Zaila Avant-garde dominates in spelling competitions and sports. Photo credit: Avant-garde Instagram page

Spell r-a-c-i-s-m. Avant-garde’s win as first African American student to win U.S. national spelling bee tells a longer history of white supremacy

5 mins read

When a young, gifted and Black Louisianan dominates a prestigious competition, she uncovers a history in spelling bee contests that has long been missing.

July 8, 2021 will always be a significant date for 14-year-old Zaila Avant-garde of Harvey, Louisiana. It’s the day she became the first African American to win a Scripps National Spelling Bee. She is also the first winner from Louisiana. In 1998, 12-year-old Jody-Anne Maxwell of Jamaica, who is also Black, won the competition. Avant-garde and Maxwell are the only Black contestants to win the spelling bee in its 96-year history.

“It made me feel really proud,” said Avant-garde. “I’m really hoping that lots of little brown girls all over the world and stuff are really motivated to try out spelling and stuff because it’s really a fun thing to do and it’s really a great way to kind of connect yourself with education, which is super important.”

Avant-garde, whose last name was given to her by her father as a salute to avant garde saxophonist John Coltrane, had participated in spelling bees for only two years. She told the BBC that she practiced by studying 13,000 words per day. She has credited her win to hard work and exploring the roots of difficult words. 

There were 209 regional winners from the U.S. in this year’s spelling bee, as well as, contestants from Ghana, Japan, Canada and the Bahamas. In the final round, held live and in person at Walt Disney World in Orlando, Florida. Only two of eleven young people had remained: Avante-garde and Chaitra Thummala, 12, from Frisco, Texas. Thummala’s misspelling of “neroli oil” made Avant-garde the last person standing and the winner of its $50,000 cash prize when she accurately spelled “murraya,” a genus of Asiatic and Australian trees.

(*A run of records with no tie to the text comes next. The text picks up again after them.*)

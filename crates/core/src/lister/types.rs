//! Types for the source-site release listing system.

use async_trait::async_trait;
use serde::{Deserialize, Serialize};
use thiserror::Error;

/// Query parameters for a listing or search request.
#[derive(Debug, Clone, Default, Serialize, Deserialize)]
pub struct ListQuery {
    /// Free-text search; `None` lists the site's front pages.
    #[serde(default, skip_serializing_if = "Option::is_none")]
    pub search: Option<String>,
    /// Number of leading releases to skip (pagination offset).
    #[serde(default)]
    pub skip: u32,
    /// Maximum releases to return (default: one site page).
    #[serde(default, skip_serializing_if = "Option::is_none")]
    pub limit: Option<u32>,
}

/// A candidate entry discovered on a listing page.
///
/// Created per listing request; never persisted directly but embedded
/// inside a `MovieRecord` once resolved.
#[derive(Debug, Clone, PartialEq, Serialize, Deserialize)]
pub struct Release {
    /// Site-native slug. Unique within a page, not globally guaranteed.
    pub id: String,
    pub title: String,
    #[serde(default, skip_serializing_if = "Option::is_none")]
    pub original_title: Option<String>,
    #[serde(default, skip_serializing_if = "Option::is_none")]
    pub year: Option<i32>,
    #[serde(default, skip_serializing_if = "Option::is_none")]
    pub poster: Option<String>,
    /// URL of the release's detail page; authoritative source for
    /// download links.
    pub details_link: String,
    /// Quality tier tag; the site publishes one tier, so this defaults
    /// to "1080p" when the page doesn't say otherwise.
    pub quality: String,
    #[serde(default, skip_serializing_if = "Option::is_none")]
    pub size_bytes: Option<u64>,
    #[serde(default, skip_serializing_if = "Option::is_none")]
    pub category: Option<String>,
}

/// A download option scraped from a detail page.
#[derive(Debug, Clone, PartialEq, Serialize, Deserialize)]
pub struct DownloadLink {
    pub name: String,
    pub url: String,
    pub kind: LinkKind,
}

/// Distinguishes magnet URIs from plain download URLs.
#[derive(Debug, Clone, Copy, PartialEq, Eq, Serialize, Deserialize)]
#[serde(rename_all = "snake_case")]
pub enum LinkKind {
    Magnet,
    Http,
}

/// Data scraped from a release's detail page.
#[derive(Debug, Clone, Default, PartialEq, Serialize, Deserialize)]
pub struct MovieDetails {
    /// Site slug of the release this page belongs to; set by the caller
    /// that matched the release, and indexed by the persisted store.
    #[serde(default, skip_serializing_if = "Option::is_none")]
    pub id: Option<String>,
    /// External cross-reference key, `tt` + at least 7 digits.
    #[serde(default, skip_serializing_if = "Option::is_none")]
    pub imdb_id: Option<String>,
    #[serde(default, skip_serializing_if = "Option::is_none")]
    pub title: Option<String>,
    #[serde(default, skip_serializing_if = "Option::is_none")]
    pub year: Option<i32>,
    #[serde(default, skip_serializing_if = "Vec::is_empty")]
    pub download_links: Vec<DownloadLink>,
}

/// Errors from the release lister.
#[derive(Debug, Error)]
pub enum ListerError {
    #[error("Site connection failed: {0}")]
    ConnectionFailed(String),

    #[error("Site returned an error: {0}")]
    SiteError(String),

    #[error("Failed to extract data from page: {0}")]
    ParseError(String),

    #[error("Request timeout")]
    Timeout,
}

/// Trait for release listing backends.
///
/// Implementations handle pagination and HTTP retries internally; a
/// returned error means "source unavailable for this attempt", never a
/// fatal condition for the caller.
#[async_trait]
pub trait ReleaseLister: Send + Sync {
    /// Backend name for logging.
    fn name(&self) -> &str;

    /// List or search releases, in page order.
    async fn query(&self, query: &ListQuery) -> Result<Vec<Release>, ListerError>;

    /// Scrape a release's detail page.
    async fn details(&self, details_link: &str) -> Result<MovieDetails, ListerError>;
}

#[cfg(test)]
mod tests {
    use super::*;

    #[test]
    fn test_release_serialization_skips_absent_fields() {
        let release = Release {
            id: "la-matrix".to_string(),
            title: "Matrix".to_string(),
            original_title: None,
            year: None,
            poster: None,
            details_link: "https://example.com/pelicula/la-matrix/".to_string(),
            quality: "1080p".to_string(),
            size_bytes: None,
            category: None,
        };
        let json = serde_json::to_string(&release).unwrap();
        assert!(!json.contains("original_title"));
        assert!(!json.contains("poster"));

        let parsed: Release = serde_json::from_str(&json).unwrap();
        assert_eq!(parsed, release);
    }

    #[test]
    fn test_link_kind_serialization() {
        assert_eq!(
            serde_json::to_string(&LinkKind::Magnet).unwrap(),
            "\"magnet\""
        );
        assert_eq!(serde_json::to_string(&LinkKind::Http).unwrap(), "\"http\"");
    }

    #[test]
    fn test_movie_details_default_is_empty() {
        let details = MovieDetails::default();
        assert!(details.imdb_id.is_none());
        assert!(details.download_links.is_empty());
    }
}
#[cfg(test)]
mod tests {
    use super::*;

    fn release(title: &str, original_title: Option<&str>) -> Release {
        Release {
            id: "slug".to_string(),
            title: title.to_string(),
            original_title: original_title.map(str::to_string),
            year: None,
            poster: None,
            details_link: "https://example.com/pelicula/slug/".to_string(),
            quality: "1080p".to_string(),
            size_bytes: None,
            category: None,
        }
    }

    #[test]
    fn test_name_prefers_non_parenthetical() {
        let r = release("Foo (2023)", Some("Foo"));
        let meta = from_scraped(&ScrapedParts {
            id: "cc_foo",
            release: Some(&r),
            ..ScrapedParts::default()
        });
        assert_eq!(meta.name, "Foo");
    }

    #[test]
    fn test_name_falls_back_to_only_candidate() {
        let r = release("Foo (2023)", None);
        let meta = from_scraped(&ScrapedParts {
            id: "cc_foo",
            release: Some(&r),
            ..ScrapedParts::default()
        });
        assert_eq!(meta.name, "Foo (2023)");
    }

    #[test]
    fn test_name_external_original_title_first() {
        let r = release("El Fuego", None);
        let external = ExternalMetadata {
            title: Some("The Fire (dub)".to_string()),
            original_title: Some("The Fire".to_string()),
            ..ExternalMetadata::default()
        };
        let meta = from_scraped(&ScrapedParts {
            id: "cc_el-fuego",
            release: Some(&r),
            external_meta: Some(&external),
            ..ScrapedParts::default()
        });
        assert_eq!(meta.name, "The Fire");
    }

    #[test]
    fn test_name_default_when_no_candidates() {
        let meta = from_scraped(&ScrapedParts {
            id: "cc_x",
            ..ScrapedParts::default()
        });
        assert_eq!(meta.name, "Unknown Title");
    }

    #[test]
    fn test_whitespace_only_candidate_skipped() {
        let r = release("   ", Some("Real Title"));
        let meta = from_scraped(&ScrapedParts {
            id: "cc_x",
            release: Some(&r),
            ..ScrapedParts::default()
        });
        assert_eq!(meta.name, "Real Title");
    }

    #[test]
    fn test_year_window() {
        for (year, expected) in [
            (1850, None),
            (1899, None),
            (1900, Some(1900)),
            (2023, Some(2023)),
            (2099, None),
        ] {
            let external = ExternalMetadata {
                year: Some(year),
                ..ExternalMetadata::default()
            };
            let meta = from_external("tt0000001", &external);
            assert_eq!(meta.year, expected, "year {}", year);
        }
    }

    #[test]
    fn test_year_falls_back_to_release() {
        let mut r = release("Foo", None);
        r.year = Some(2022);
        let external = ExternalMetadata {
            year: Some(1850), // invalid, dropped
            ..ExternalMetadata::default()
        };
        let meta = from_scraped(&ScrapedParts {
            id: "cc_foo",
            release: Some(&r),
            external_meta: Some(&external),
            ..ScrapedParts::default()
        });
        assert_eq!(meta.year, Some(2022));
    }

    #[test]
    fn test_poster_validation_drops_invalid() {
        let mut r = release("Foo", None);
        r.poster = Some("https://img.example/fallback.jpg".to_string());
        let external = ExternalMetadata {
            poster: Some("not a url".to_string()),
            ..ExternalMetadata::default()
        };
        let meta = from_scraped(&ScrapedParts {
            id: "cc_foo",
            release: Some(&r),
            external_meta: Some(&external),
            ..ScrapedParts::default()
        });
        assert_eq!(meta.poster.as_deref(), Some("https://img.example/fallback.jpg"));
    }

    #[test]
    fn test_poster_rejects_non_http_scheme() {
        let external = ExternalMetadata {
            poster: Some("ftp://img.example/p.jpg".to_string()),
            ..ExternalMetadata::default()
        };
        let meta = from_external("tt0000001", &external);
        assert_eq!(meta.poster, None);
    }

    #[test]
    fn test_description_cleaning() {
        let external = ExternalMetadata {
            description: Some("  A  hacker\n\nlearns   the truth.  ".to_string()),
            ..ExternalMetadata::default()
        };
        let meta = from_external("tt0000001", &external);
        assert_eq!(meta.description.as_deref(), Some("A hacker learns the truth."));
    }

    #[test]
    fn test_description_too_short_dropped() {
        let external = ExternalMetadata {
            description: Some("  ok   ".to_string()),
            ..ExternalMetadata::default()
        };
        let meta = from_external("tt0000001", &external);
        assert_eq!(meta.description, None);
    }

    #[test]
    fn test_description_truncated_to_1000() {
        let external = ExternalMetadata {
            description: Some("x".repeat(5000)),
            ..ExternalMetadata::default()
        };
        let meta = from_external("tt0000001", &external);
        assert_eq!(meta.description.unwrap().chars().count(), 1000);
    }

    #[test]
    fn test_description_synthesized_from_release() {
        let mut r = release("Foo", None);
        r.size_bytes = Some(2_308_974_181); // ~2.15 GB
        let meta = from_scraped(&ScrapedParts {
            id: "cc_foo",
            release: Some(&r),
            ..ScrapedParts::default()
        });
        assert_eq!(meta.description.as_deref(), Some("1080p · 2.15 GB"));
    }

    #[test]
    fn test_description_synthesized_quality_only() {
        let r = release("Foo", None);
        let meta = from_scraped(&ScrapedParts {
            id: "cc_foo",
            release: Some(&r),
            ..ScrapedParts::default()
        });
        assert_eq!(meta.description.as_deref(), Some("1080p"));
    }

    #[test]
    fn test_genres_capped_and_cleaned() {
        let external = ExternalMetadata {
            genres: (0..15)
                .map(|i| format!("  Genre{} ", i))
                .chain(["  ".to_string()])
                .collect(),
            ..ExternalMetadata::default()
        };
        let meta = from_external("tt0000001", &external);
        assert_eq!(meta.genres.len(), 10);
        assert_eq!(meta.genres[0], "Genre0");
    }

    #[test]
    fn test_genres_from_release_category() {
        let mut r = release("Foo", None);
        r.category = Some("Terror".to_string());
        let meta = from_scraped(&ScrapedParts {
            id: "cc_foo",
            release: Some(&r),
            ..ScrapedParts::default()
        });
        assert_eq!(meta.genres, vec!["Terror"]);
    }

    #[test]
    fn test_people_caps() {
        let external = ExternalMetadata {
            cast: (0..12).map(|i| format!("Actor {}", i)).collect(),
            director: vec!["A".to_string(), "B".to_string(), "C".to_string(), "D".to_string()],
            writer: vec!["W1, W2, W3, W4".to_string()],
            ..ExternalMetadata::default()
        };
        let meta = from_external("tt0000001", &external);
        assert_eq!(meta.cast.len(), 8);
        assert_eq!(meta.director.len(), 3);
        // Comma-joined entry splits before capping
        assert_eq!(meta.writer, vec!["W1", "W2", "W3"]);
    }

    #[test]
    fn test_rating_window_and_rounding() {
        for (rating, expected) in [
            (8.67, Some(8.7)),
            (0.0, Some(0.0)),
            (10.0, Some(10.0)),
            (10.5, None),
            (-1.0, None),
        ] {
            let external = ExternalMetadata {
                imdb_rating: Some(rating),
                ..ExternalMetadata::default()
            };
            let meta = from_external("tt0000001", &external);
            assert_eq!(meta.imdb_rating, expected, "rating {}", rating);
        }
    }

    #[test]
    fn test_imdb_id_only_from_details() {
        let r = release("Foo", None);
        let details = MovieDetails {
            imdb_id: Some("tt7654321".to_string()),
            ..MovieDetails::default()
        };
        let meta = from_scraped(&ScrapedParts {
            id: "cc_foo",
            release: Some(&r),
            movie_details: Some(&details),
            ..ScrapedParts::default()
        });
        assert_eq!(meta.imdb_id.as_deref(), Some("tt7654321"));

        let without_details = from_scraped(&ScrapedParts {
            id: "cc_foo",
            release: Some(&r),
            ..ScrapedParts::default()
        });
        assert_eq!(without_details.imdb_id, None);
    }

    #[test]
    fn test_external_builder_sets_request_id_as_imdb_id() {
        let meta = from_external("tt0133093", &ExternalMetadata::default());
        assert_eq!(meta.imdb_id.as_deref(), Some("tt0133093"));
        assert_eq!(meta.id, "tt0133093");
    }

    #[test]
    fn test_release_info_is_quality_verbatim() {
        let r = release("Foo", None);
        let meta = from_scraped(&ScrapedParts {
            id: "cc_foo",
            release: Some(&r),
            ..ScrapedParts::default()
        });
        assert_eq!(meta.release_info.as_deref(), Some("1080p"));

        let external_only = from_external("tt0000001", &ExternalMetadata::default());
        assert_eq!(external_only.release_info, None);
    }

    #[test]
    fn test_no_empty_placeholders_in_wire_form() {
        let meta = from_external("tt0000001", &ExternalMetadata::default());
        let json = serde_json::to_string(&meta).unwrap();
        assert!(!json.contains("null"));
        assert!(!json.contains("[]"));
    }

    #[test]
    fn test_from_catalog_record_merges_external_over_release() {
        let r = release("La Matrix", None);
        let record = MovieRecord {
            release: Some(r),
            movie_details: None,
            external_meta: Some(ExternalMetadata {
                original_title: Some("The Matrix".to_string()),
                year: Some(1999),
                ..ExternalMetadata::default()
            }),
            meta: None,
            last_updated: Utc::now(),
        };
        let meta = from_catalog_record(&record, "cc_la-matrix");
        assert_eq!(meta.name, "The Matrix");
        assert_eq!(meta.year, Some(1999));
        assert_eq!(meta.id, "cc_la-matrix");
    }
}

Avant-garde told CBS News This Morning that it felt “really good” to win after working two years toward that goal. “It’s kind of like a dream come true,” she said. “And so, to finally have it, it’s like the best possible outcome, because it couldn’t have gone any better.”

The kid’s got talent

The multi-talented Avant-garde is also gifted in basketball. She holds three Guinness World Records for most basketballs juggled in a minute, the most basketballs dribbled by one person simultaneously, and the most dribbles in 30 seconds with four basketballs.

After attending Harvard University, her college of choice, Avant-garde wants to play for the WNBA one day.

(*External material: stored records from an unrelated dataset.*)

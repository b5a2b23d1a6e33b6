//! Identifier resolution.
//!
//! The resolver classifies an opaque request id (external `tt...` form
//! or site-native `cc_...` form) and drives a layered lookup: request
//! cache, persisted record, catalog scan over persisted content, and
//! finally a live scrape of the source site. Every internal failure is
//! logged and degrades to the next step or to "not found"; nothing
//! propagates past this boundary, so protocol handlers always produce a
//! well-formed body.

mod matcher;
mod normalizer;
mod title;

pub use matcher::match_release;
pub use normalizer::{
    from_catalog_record, from_external, from_scraped, summary_from_release, ScrapedParts,
};
pub use title::search_phrase;

use std::collections::HashMap;
use std::sync::Arc;

use chrono::Utc;
use once_cell::sync::Lazy;
use regex_lite::Regex;
use tokio::sync::{watch, Mutex};
use tracing::{debug, warn};

use crate::addon::{CatalogExtra, MovieMeta, Stream, CATALOG_MOVIES, CATALOG_SEARCH};
use crate::cache::{keys, MetaCache};
use crate::config::CacheConfig;
use crate::lister::{LinkKind, ListQuery, MovieDetails, ReleaseLister};
use crate::metadata::{ExternalMetadata, MetadataProvider};
use crate::metrics;
use crate::store::{MovieRecord, MovieStore};
use crate::torrent::{magnet_info_hash, TorrentInfo, TorrentInspector};
use crate::streams;

static EXTERNAL_ID_RE: Lazy<Regex> = Lazy::new(|| Regex::new(r"^tt\d{7,}$").unwrap());
static SITE_ID_RE: Lazy<Regex> = Lazy::new(|| Regex::new(r"^cc_[a-z0-9-]+$").unwrap());

/// Resolution result broadcast to collapsed duplicate requests.
type InFlightResult = Option<MovieMeta>;

/// The identifier resolver.
///
/// Constructed once at startup with its collaborators and shared by
/// reference; holds no global state beyond the per-key in-flight map.
pub struct MovieResolver {
    store: Arc<dyn MovieStore>,
    cache: MetaCache,
    lister: Arc<dyn ReleaseLister>,
    metadata: Arc<dyn MetadataProvider>,
    inspector: Arc<dyn TorrentInspector>,
    ttl: CacheConfig,
    /// Collapses concurrent resolutions of the same uncached id: the
    /// first request becomes the leader and does the work, the rest
    /// await its broadcast result instead of re-scraping.
    in_flight: Mutex<HashMap<String, watch::Receiver<Option<InFlightResult>>>>,
}
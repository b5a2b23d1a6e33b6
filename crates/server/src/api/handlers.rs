//! Health, config, and metrics handlers.

use std::sync::Arc;

use axum::{extract::State, http::StatusCode, response::IntoResponse, Json};
use prometheus::{Encoder, TextEncoder};
use serde_json::json;

use crate::state::AppState;

/// GET /health
pub async fn health() -> impl IntoResponse {
    Json(json!({
        "status": "ok",
        "version": env!("CARGO_PKG_VERSION"),
    }))
}

/// GET /config
///
/// Sanitized configuration (scrape internals hidden).
pub async fn get_config(State(state): State<Arc<AppState>>) -> impl IntoResponse {
    Json(state.sanitized_config())
}

/// GET /metrics
///
/// Prometheus exposition format.
pub async fn metrics() -> impl IntoResponse {
    let families = cartelera_core::metrics::REGISTRY.gather();
    let mut buffer = Vec::new();
    match TextEncoder::new().encode(&families, &mut buffer) {
        Ok(()) => (StatusCode::OK, buffer).into_response(),
        Err(e) => (
            StatusCode::INTERNAL_SERVER_ERROR,
            format!("metrics encoding failed: {}", e),
        )
            .into_response(),
    }
}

Asked on CBS News This Morning how she feels about being the first African American to win the national spelling bee, Avant-garde referred to a possible African American winner decades ago. “That’s kind of sad,” she stated. Indeed, Avant-garde was correct with her history. There were two African American girls who could have been national spelling bee winners.

A win deferred

Marie C. Bolden, of Cleveland, Ohio was the first-ever Black girl to participate in a national spelling bee. A 14-year-old eighth grader from Hough School, Bolden was one of 510 students from all over the country to compete in the National Education Association’s spelling bee. 

As part of the teachers’ union’s annual convention, the event was held on June 29, 1908. The purpose of the spelling bee was to encourage a better teaching of spelling. Cleveland was one of 34 cities that sent contestants to the event, including Buffalo, Boston, Cincinnati, Pittsburgh, and New Orleans.

The New Orleans team almost pulled out of the spelling bee when its members found out a Black girl was a contestant. The team demanded that Bolden be removed from the competition. The Cleveland school superintendent at the time, William Harris Elson, refused to expel Bolden from the team. He telegraphed the New Orleans team, which ultimately decided to remain in the contest.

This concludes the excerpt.